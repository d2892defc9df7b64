//! Klout REST client.

use async_trait::async_trait;
use dash_core::{
  ServiceError,
  service::{InfluenceScore, InfluenceService},
};
use reqwest::{Client, StatusCode};
use serde::{Deserialize, de::DeserializeOwned};

use crate::{http_client, transport};

pub const DEFAULT_BASE_URL: &str = "http://api.klout.com/v2";

#[derive(Debug, Clone)]
pub struct KloutConfig {
  pub api_key:  String,
  pub base_url: String,
}

/// Influence-score lookups against the Klout v2 API.
///
/// Cheap to clone; the inner [`reqwest::Client`] is `Arc`-based.
#[derive(Clone)]
pub struct KloutClient {
  client: Client,
  config: KloutConfig,
}

#[derive(Deserialize)]
struct IdentityResponse {
  id: String,
}

#[derive(Deserialize)]
#[serde(rename_all = "camelCase")]
struct ScoreResponse {
  score:       f64,
  #[serde(default)]
  score_delta: ScoreDelta,
}

#[derive(Default, Deserialize)]
#[serde(rename_all = "camelCase", default)]
struct ScoreDelta {
  day_change:   f64,
  week_change:  f64,
  month_change: f64,
}

impl From<ScoreResponse> for InfluenceScore {
  fn from(r: ScoreResponse) -> Self {
    InfluenceScore {
      score:        r.score,
      day_change:   r.score_delta.day_change,
      week_change:  r.score_delta.week_change,
      month_change: r.score_delta.month_change,
    }
  }
}

impl KloutClient {
  pub fn new(config: KloutConfig) -> Result<Self, ServiceError> {
    Ok(Self { client: http_client()?, config })
  }

  fn url(&self, path: &str) -> String {
    format!("{}/{}", self.config.base_url.trim_end_matches('/'), path)
  }

  async fn get<T: DeserializeOwned>(
    &self,
    path: &str,
    query: &[(&str, &str)],
  ) -> Result<T, ServiceError> {
    let resp = self
      .client
      .get(self.url(path))
      .query(query)
      .query(&[("key", self.config.api_key.as_str())])
      .send()
      .await
      .map_err(transport)?;

    let status = resp.status();
    if !status.is_success() {
      let body = resp.text().await.unwrap_or_default();
      return Err(status_error(status, body));
    }
    resp.json().await.map_err(|e| ServiceError::Decode(e.to_string()))
  }
}

/// Klout answers over-quota requests with 403 "Over Rate" as well as 429.
fn status_error(status: StatusCode, body: String) -> ServiceError {
  match status {
    StatusCode::NOT_FOUND => ServiceError::NotFound,
    StatusCode::TOO_MANY_REQUESTS => ServiceError::RateLimited,
    StatusCode::FORBIDDEN if body.contains("Over Rate") => ServiceError::RateLimited,
    other => ServiceError::Api { code: i64::from(other.as_u16()), message: body },
  }
}

#[async_trait]
impl InfluenceService for KloutClient {
  async fn identity(&self, username: &str) -> Result<Option<String>, ServiceError> {
    match self
      .get::<IdentityResponse>("identity.json/twitter", &[("screenName", username)])
      .await
    {
      Ok(identity) => Ok(Some(identity.id)),
      Err(ServiceError::NotFound) => Ok(None),
      Err(e) => Err(e),
    }
  }

  async fn score(&self, identity: &str) -> Result<InfluenceScore, ServiceError> {
    let resp: ScoreResponse = self.get(&format!("user.json/{identity}/score"), &[]).await?;
    Ok(resp.into())
  }
}
//! Records persisted by the dashboard store.
//!
//! Each entity comes with a `New*` input type (fields the caller supplies; the
//! store assigns ids and timestamps) and, where it can be edited, a `*Patch`.
//! `Option<Option<T>>` patch fields distinguish "leave alone" (`None`) from
//! "set to null" (`Some(None)`).

use chrono::{DateTime, Utc};
use serde::{Deserialize, Serialize};

/// Integer primary key shared by every table except `tweet`.
pub type Id = i64;

// ─── Users ───────────────────────────────────────────────────────────────────

/// A dashboard operator. Password material is kept out of this type; see
/// [`UserCredentials`].
#[derive(Debug, Clone, PartialEq, Serialize, Deserialize)]
pub struct User {
  pub id:            Id,
  pub email:         String,
  pub name:          Option<String>,
  pub last_login_at: Option<DateTime<Utc>>,
  pub created_at:    DateTime<Utc>,
  pub updated_at:    DateTime<Utc>,
}

#[derive(Debug, Clone)]
pub struct NewUser {
  pub email:          String,
  pub name:           Option<String>,
  /// argon2 PHC string.
  pub password:       String,
  /// argon2 PHC string of the outstanding reset token, if any.
  pub password_reset: Option<String>,
}

#[derive(Debug, Clone, Default)]
pub struct UserPatch {
  pub email: Option<String>,
  pub name:  Option<Option<String>>,
}

/// Stored password hashes for a user.
#[derive(Debug, Clone)]
pub struct UserCredentials {
  pub password:       Option<String>,
  pub password_reset: Option<String>,
}

// ─── Camps ───────────────────────────────────────────────────────────────────

/// A coarse grouping a handle may belong to.
#[derive(Debug, Clone, PartialEq, Serialize, Deserialize)]
pub struct Camp {
  pub id:          Id,
  pub name:        String,
  pub description: Option<String>,
  pub created_at:  DateTime<Utc>,
  pub updated_at:  DateTime<Utc>,
}

#[derive(Debug, Clone)]
pub struct NewCamp {
  pub name:        String,
  pub description: Option<String>,
}

// ─── Handles ─────────────────────────────────────────────────────────────────

/// A tracked social-media account.
#[derive(Debug, Clone, PartialEq, Serialize, Deserialize)]
pub struct Handle {
  pub id:               Id,
  /// Numeric account id on the social network.
  pub uid:              i64,
  pub username:         String,
  pub name:             String,
  /// Free-form profile blob as returned by the social network.
  pub profile:          serde_json::Value,
  pub camp_id:          Option<Id>,
  /// Influence-service identity; handles without one are never refreshed.
  pub klout_id:         Option<String>,
  /// Latest cached influence score.
  pub klout_score:      Option<f64>,
  /// Last time the refresh job attempted this handle, successful or not.
  pub klout_checked_at: Option<DateTime<Utc>>,
  pub created_at:       DateTime<Utc>,
  pub updated_at:       DateTime<Utc>,
}

#[derive(Debug, Clone)]
pub struct NewHandle {
  pub uid:      i64,
  pub username: String,
  pub name:     String,
  pub profile:  serde_json::Value,
  pub camp_id:  Option<Id>,
  pub klout_id: Option<String>,
}

#[derive(Debug, Clone, Default)]
pub struct HandlePatch {
  pub name:    Option<String>,
  pub camp_id: Option<Option<Id>>,
}

/// A handle with its requested relations expanded inline.
#[derive(Debug, Clone, Serialize)]
pub struct HandleView {
  #[serde(flatten)]
  pub handle:       Handle,
  #[serde(skip_serializing_if = "Option::is_none")]
  pub camp:         Option<Camp>,
  #[serde(skip_serializing_if = "Option::is_none")]
  pub topics:       Option<Vec<Topic>>,
  #[serde(skip_serializing_if = "Option::is_none")]
  pub klout_scores: Option<Vec<KloutScore>>,
}

impl HandleView {
  pub fn bare(handle: Handle) -> Self {
    Self { handle, camp: None, topics: None, klout_scores: None }
  }
}

// ─── Influence scores ────────────────────────────────────────────────────────

/// One influence-score sample. Rows are append-only.
#[derive(Debug, Clone, PartialEq, Serialize, Deserialize)]
pub struct KloutScore {
  pub id:          Id,
  pub handle_id:   Id,
  pub value:       f64,
  pub delta_day:   f64,
  pub delta_week:  f64,
  pub delta_month: f64,
  pub created_at:  DateTime<Utc>,
}

#[derive(Debug, Clone, PartialEq)]
pub struct NewKloutScore {
  pub value:       f64,
  pub delta_day:   f64,
  pub delta_week:  f64,
  pub delta_month: f64,
}

// ─── Topics ──────────────────────────────────────────────────────────────────

/// A named classification a handle can be tagged with.
#[derive(Debug, Clone, PartialEq, Serialize, Deserialize)]
pub struct Topic {
  pub id:          Id,
  pub name:        String,
  pub description: Option<String>,
  pub keywords:    Vec<String>,
  pub created_at:  DateTime<Utc>,
  pub updated_at:  DateTime<Utc>,
}

#[derive(Debug, Clone)]
pub struct NewTopic {
  pub name:        String,
  pub description: Option<String>,
  pub keywords:    Vec<String>,
}

#[derive(Debug, Clone, Default)]
pub struct TopicPatch {
  pub name:        Option<String>,
  pub description: Option<Option<String>>,
  pub keywords:    Option<Vec<String>>,
}

#[derive(Debug, Clone, Serialize)]
pub struct TopicView {
  #[serde(flatten)]
  pub topic:   Topic,
  #[serde(skip_serializing_if = "Option::is_none")]
  pub handles: Option<Vec<Handle>>,
}

// ─── Tweets ──────────────────────────────────────────────────────────────────

/// A status known to the dashboard. The id is the social network's status id.
#[derive(Debug, Clone, PartialEq, Serialize, Deserialize)]
pub struct Tweet {
  pub id:         String,
  pub handle_id:  Option<Id>,
  pub parent_id:  Option<String>,
  pub text:       String,
  pub retweeted:  bool,
  pub favorited:  bool,
  pub created_at: DateTime<Utc>,
}

#[derive(Debug, Clone)]
pub struct NewTweet {
  pub id:         String,
  pub handle_id:  Option<Id>,
  pub parent_id:  Option<String>,
  pub text:       String,
  pub created_at: DateTime<Utc>,
}

/// A local flag mirrored from an upstream action.
#[derive(Debug, Clone, Copy, PartialEq, Eq)]
pub enum TweetFlag {
  Retweeted(bool),
  Favorited(bool),
}

#[derive(Debug, Clone, Serialize)]
pub struct TweetView {
  #[serde(flatten)]
  pub tweet:   Tweet,
  #[serde(skip_serializing_if = "Option::is_none")]
  pub handle:  Option<Handle>,
  #[serde(skip_serializing_if = "Option::is_none")]
  pub parent:  Option<Tweet>,
  #[serde(skip_serializing_if = "Option::is_none")]
  pub replies: Option<Vec<Tweet>>,
}

// ─── Infographics ────────────────────────────────────────────────────────────

/// A media file held in file storage that can be attached to a tweet.
#[derive(Debug, Clone, PartialEq, Serialize, Deserialize)]
pub struct Infographic {
  pub id:         Id,
  pub name:       String,
  pub file_size:  i64,
  pub created_at: DateTime<Utc>,
}

#[derive(Debug, Clone)]
pub struct NewInfographic {
  pub name:      String,
  pub file_size: i64,
}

________________________________________

THE TASK:
Only the number is wanted: how many lines in the listing hold "body"?

SOLUTION TO THIS EXERCISE:
5